* **Task directions**
The lines from the start of the data up to and including the one with "if depth == 0" should be returned exactly, and nothing else.

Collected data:

______________________________

//! Search configuration.

use uttt_core::{Result, UtttError};
use uttt_game::GameState;

/// Minimax search parameters.
#[derive(Clone, Debug, Default, PartialEq, Eq)]
pub struct SearchConfig {
    /// Fixed search depth in plies. `None` picks a depth from the game's
    /// progress (see [`SearchConfig::depth_for`]).
    pub depth: Option<usize>,
}

impl SearchConfig {
    /// Search to a fixed depth.
    ///
    /// # Errors
    /// Returns `UtttError::InvalidDepth` for a depth of zero, which could
    /// never produce a move.
    pub fn with_depth(depth: usize) -> Result<Self> {
        if depth == 0 {
            return Err(UtttError::InvalidDepth(depth));
        }
        Ok(Self { depth: Some(depth) })
    }

    /// Search deeper as the game fills up.
    pub fn adaptive() -> Self {
        Self { depth: None }
    }

    /// Depth to search from `state`.
    ///
    /// Adaptive depth is `floor(log2(moves_played + 1)) + 1`: one ply at the
    /// opening, growing as the branching factor shrinks.
    pub fn depth_for(&self, state: &GameState) -> usize {
        self.depth
            .unwrap_or_else(|| (state.moves_played() + 1).ilog2() as usize + 1)
    }
}

#[cfg(test)]
mod tests {
    use super::*;
    use uttt_game::Move;

    #[test]
    fn test_default_is_adaptive() {
        assert_eq!(SearchConfig::default(), SearchConfig::adaptive());
    }

    #[test]
    fn test_with_depth() {
        let config = SearchConfig::with_depth(3).unwrap();
        assert_eq!(config.depth_for(&GameState::default()), 3);
    }

    #[test]
    fn test_zero_depth_rejected() {
        assert_eq!(SearchConfig::with_depth(0), Err(UtttError::InvalidDepth(0)));
    }

    #[test]
    fn test_adaptive_depth_grows() {
        let config = SearchConfig::adaptive();
        let mut state = GameState::default();
        assert_eq!(config.depth_for(&state), 1);

        // After 1, 3 and 7 moves: log2(2) + 1, log2(4) + 1, log2(8) + 1.
        let moves = [(4, 4), (4, 0), (0, 4), (4, 1), (1, 4), (4, 2), (2, 4)];
        let expected = [2, 2, 3, 3, 3, 3, 4];
        for (&(board, cell), &depth) in moves.iter().zip(&expected) {
            state.apply_move(Move::new(board, cell)).unwrap();
            assert_eq!(config.depth_for(&state), depth);
        }
    }
}
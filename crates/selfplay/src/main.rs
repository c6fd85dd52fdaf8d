//! Match driver and game-record generator for ultimate tic-tac-toe.
//!
//! `play` pits two agents against each other over a series of games and
//! reports the score. `generate` records games in MessagePack format with
//! one observation tensor per ply, the input a learned value/policy
//! estimator would train on.

mod records;

use anyhow::{Context, Result};
use clap::{Parser, Subcommand, ValueEnum};
use rand::SeedableRng;
use rand_chacha::ChaCha8Rng;
use rayon::prelude::*;
use std::fs;
use std::path::PathBuf;
use std::time::Instant;
use tracing::info;
use tracing_subscriber::EnvFilter;
use uttt_game::GameState;
use uttt_search::{
    play_match, Agent, MatchRecord, MinimaxAgent, RandomAgent, SearchConfig, Tally,
};

use records::GameRecord;

/// Ultimate tic-tac-toe match driver.
#[derive(Parser)]
#[command(name = "uttt-selfplay")]
#[command(about = "Play ultimate tic-tac-toe matches and record games")]
struct Cli {
    #[command(subcommand)]
    command: Commands,
}

#[derive(Subcommand)]
enum Commands {
    /// Play a series of games between two agents and report the score.
    Play {
        /// Agent playing X (moves first).
        #[arg(short = 'x', long, value_enum, default_value = "minimax")]
        player_x: AgentKind,

        /// Agent playing O.
        #[arg(short = 'o', long, value_enum, default_value = "random")]
        player_o: AgentKind,

        /// Number of games to play.
        #[arg(short, long, default_value = "100")]
        games: usize,

        #[command(flatten)]
        settings: Settings,

        /// Log every move and the board after it.
        #[arg(short, long)]
        verbose: bool,
    },

    /// Generate recorded games for a learner.
    Generate {
        /// Agent playing X.
        #[arg(short = 'x', long, value_enum, default_value = "minimax")]
        player_x: AgentKind,

        /// Agent playing O.
        #[arg(short = 'o', long, value_enum, default_value = "minimax")]
        player_o: AgentKind,

        /// Number of games to generate.
        #[arg(short, long, default_value = "10")]
        games: usize,

        /// Output directory for game files.
        #[arg(long, default_value = "data/games")]
        output: PathBuf,

        #[command(flatten)]
        settings: Settings,
    },
}

/// Options shared by every command.
#[derive(clap::Args, Clone, Copy, Debug)]
struct Settings {
    /// Minimax search depth. Omit for depth that grows with the game.
    #[arg(short, long)]
    depth: Option<usize>,

    /// Board side N (N×N sub-boards of N×N cells).
    #[arg(long, default_value = "3")]
    dim: usize,

    /// Random seed for reproducibility.
    #[arg(long, default_value = "42")]
    seed: u64,
}

impl Settings {
    fn search_config(&self) -> Result<SearchConfig> {
        Ok(match self.depth {
            Some(depth) => SearchConfig::with_depth(depth)?,
            None => SearchConfig::adaptive(),
        })
    }

    /// Seed for game `index`; each game and side gets its own stream.
    fn game_seed(&self, index: usize) -> u64 {
        self.seed.wrapping_add(index as u64 * 1000)
    }
}

/// Which agent plays a side.
#[derive(ValueEnum, Clone, Copy, Debug, PartialEq, Eq)]
enum AgentKind {
    Minimax,
    Random,
}

impl AgentKind {
    fn build(self, settings: &Settings, seed: u64) -> Result<Box<dyn Agent>> {
        let agent: Box<dyn Agent> = match self {
            AgentKind::Minimax => {
                Box::new(MinimaxAgent::new(settings.dim, settings.search_config()?)?)
            }
            AgentKind::Random => Box::new(RandomAgent::new(ChaCha8Rng::seed_from_u64(seed))),
        };
        Ok(agent)
    }
}

/// Play one game between freshly built agents.
fn play_game(x: AgentKind, o: AgentKind, settings: &Settings, index: usize) -> Result<MatchRecord> {
    let seed = settings.game_seed(index);
    let mut x_agent = x.build(settings, seed)?;
    let mut o_agent = o.build(settings, seed.wrapping_add(1))?;
    let record = play_match(x_agent.as_mut(), o_agent.as_mut(), GameState::new(settings.dim)?)
        .with_context(|| format!("Game {} failed", index))?;
    Ok(record)
}

/// Run the play command.
fn cmd_play(x: AgentKind, o: AgentKind, games: usize, settings: Settings) -> Result<Tally> {
    info!(
        ?x,
        ?o,
        games,
        dim = settings.dim,
        depth = ?settings.depth,
        seed = settings.seed,
        "playing"
    );
    let start = Instant::now();

    // Games share nothing, so they run in parallel.
    let tally = (0..games)
        .into_par_iter()
        .map(|i| -> Result<Tally> {
            let record = play_game(x, o, &settings, i)?;
            let mut tally = Tally::default();
            tally.record(record.winner);
            Ok(tally)
        })
        .try_reduce(Tally::default, |a, b| Ok(a.merge(b)))?;

    info!(elapsed_s = start.elapsed().as_secs_f64(), "series complete");
    Ok(tally)
}

/// Run the generate command.
fn cmd_generate(
    x: AgentKind,
    o: AgentKind,
    games: usize,
    output: PathBuf,
    settings: Settings,
) -> Result<()> {
    fs::create_dir_all(&output)
        .with_context(|| format!("Failed to create output directory: {:?}", output))?;
    info!(?x, ?o, games, ?output, seed = settings.seed, "generating");
    let start = Instant::now();

    let game_records: Vec<GameRecord> = (0..games)
        .into_par_iter()
        .map(|i| -> Result<GameRecord> {
            let record = play_game(x, o, &settings, i)?;
            GameRecord::from_match(&record, settings.dim, settings.game_seed(i))
        })
        .collect::<Result<_>>()?;

    for (i, game_record) in game_records.iter().enumerate() {
        let filename = output.join(format!("game_{:06}.msgpack", i));
        game_record.write(&filename)?;
    }

    let total_moves: usize = game_records.iter().map(|g| g.steps.len()).sum();
    let mut tally = Tally::default();
    for record in &game_records {
        tally.record(record.winner());
    }

    println!("\nCompleted in {:.2}s", start.elapsed().as_secs_f64());
    println!("Games generated: {}", games);
    println!("Average game length: {:.1} moves", total_moves as f64 / games.max(1) as f64);
    println!("Files saved to: {:?}", output);
    print_tally(&tally);

    Ok(())
}

fn print_tally(tally: &Tally) {
    println!(
        "P1: {}, P2: {}, Ties: {}",
        tally.x_wins, tally.o_wins, tally.draws
    );
}

fn main() -> Result<()> {
    let cli = Cli::parse();

    // Per-move board dumps are traced; --verbose enables them unless RUST_LOG is set.
    let default_filter = match &cli.command {
        Commands::Play { verbose: true, .. } => "info,uttt_search=trace",
        _ => "info",
    };
    let filter =
        EnvFilter::try_from_default_env().unwrap_or_else(|_| EnvFilter::new(default_filter));
    tracing_subscriber::fmt().with_env_filter(filter).init();

    match cli.command {
        Commands::Play {
            player_x,
            player_o,
            games,
            settings,
            verbose: _,
        } => {
            let tally = cmd_play(player_x, player_o, games, settings)?;

            println!("\n================================================");
            println!("{:?} (X) vs {:?} (O), {} games", player_x, player_o, tally.total());
            println!("================================================");
            print_tally(&tally);
            Ok(())
        }

        Commands::Generate {
            player_x,
            player_o,
            games,
            output,
            settings,
        } => cmd_generate(player_x, player_o, games, output, settings),
    }
}
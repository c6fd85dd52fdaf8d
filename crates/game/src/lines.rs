//! Winning-line tables shared by sub-board and meta-board checks.
//!
//! For an N×N grid the table holds every row, every column and both full
//! diagonals as lists of flat indices (`row * N + col`). Tables are built
//! lazily, once per supported dimension, and are read-only afterwards.

use std::sync::OnceLock;

use uttt_core::{Player, Result, UtttError};

/// Smallest supported board side.
pub const MIN_DIM: usize = 2;

/// Largest supported board side.
pub const MAX_DIM: usize = 5;

/// Default board side (classic ultimate tic-tac-toe).
pub const DEFAULT_DIM: usize = 3;

const NUM_TABLES: usize = MAX_DIM - MIN_DIM + 1;

static TABLES: [OnceLock<WinLines>; NUM_TABLES] = [const { OnceLock::new() }; NUM_TABLES];

/// Winning-line configurations for one board side.
#[derive(Debug, PartialEq, Eq, Hash)]
pub struct WinLines {
    dim: usize,
    lines: Vec<Vec<usize>>,
    weights: Vec<u32>,
}

impl WinLines {
    fn build(dim: usize) -> Self {
        let cells = dim * dim;
        let mut lines = Vec::with_capacity(2 * dim + 2);
        for i in 0..dim {
            lines.push((dim * i..dim * (i + 1)).collect()); // row
            lines.push((i..cells).step_by(dim).collect()); // column
        }
        lines.push((0..dim).map(|r| r * dim + r).collect());
        lines.push((0..dim).map(|r| r * dim + (dim - 1 - r)).collect());

        let mut weights = vec![0u32; cells];
        for line in &lines {
            for &i in line {
                weights[i] += 1;
            }
        }

        Self { dim, lines, weights }
    }

    /// Board side this table was built for.
    pub fn dim(&self) -> usize {
        self.dim
    }

    /// Every winning line as a list of flat cell indices.
    pub fn lines(&self) -> &[Vec<usize>] {
        &self.lines
    }

    /// Number of winning lines passing through each cell.
    ///
    /// For the 3×3 board: corners 3, edges 2, center 4.
    pub fn weights(&self) -> &[u32] {
        &self.weights
    }

    /// Sum of all cell weights.
    pub fn total_weight(&self) -> u32 {
        self.weights.iter().sum()
    }

    /// True iff the cells marked by `player` cover at least one winning line.
    ///
    /// Works for any N²-long sequence of owners: a sub-board's cells or the
    /// meta-board's claimed owners.
    pub fn is_won(&self, marks: &[Option<Player>], player: Player) -> bool {
        debug_assert_eq!(marks.len(), self.dim * self.dim);
        self.lines
            .iter()
            .any(|line| line.iter().all(|&i| marks[i] == Some(player)))
    }
}

/// Get the winning-line table for a board side, building it on first use.
///
/// # Errors
/// Returns `UtttError::UnsupportedDimension` outside `MIN_DIM..=MAX_DIM`.
pub fn win_lines(dim: usize) -> Result<&'static WinLines> {
    if !(MIN_DIM..=MAX_DIM).contains(&dim) {
        return Err(UtttError::UnsupportedDimension(dim));
    }
    Ok(TABLES[dim - MIN_DIM].get_or_init(|| WinLines::build(dim)))
}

______________________________

* **Solution to this exercise**
//! Search configuration.

use uttt_core::{Result, UtttError};
use uttt_game::GameState;

/// Minimax search parameters.
#[derive(Clone, Debug, Default, PartialEq, Eq)]
pub struct SearchConfig {
    /// Fixed search depth in plies. `None` picks a depth from the game's
    /// progress (see [`SearchConfig::depth_for`]).
    pub depth: Option<usize>,
}

impl SearchConfig {
    /// Search to a fixed depth.
    ///
    /// # Errors
    /// Returns `UtttError::InvalidDepth` for a depth of zero, which could
    /// never produce a move.
    pub fn with_depth(depth: usize) -> Result<Self> {
        if depth == 0 {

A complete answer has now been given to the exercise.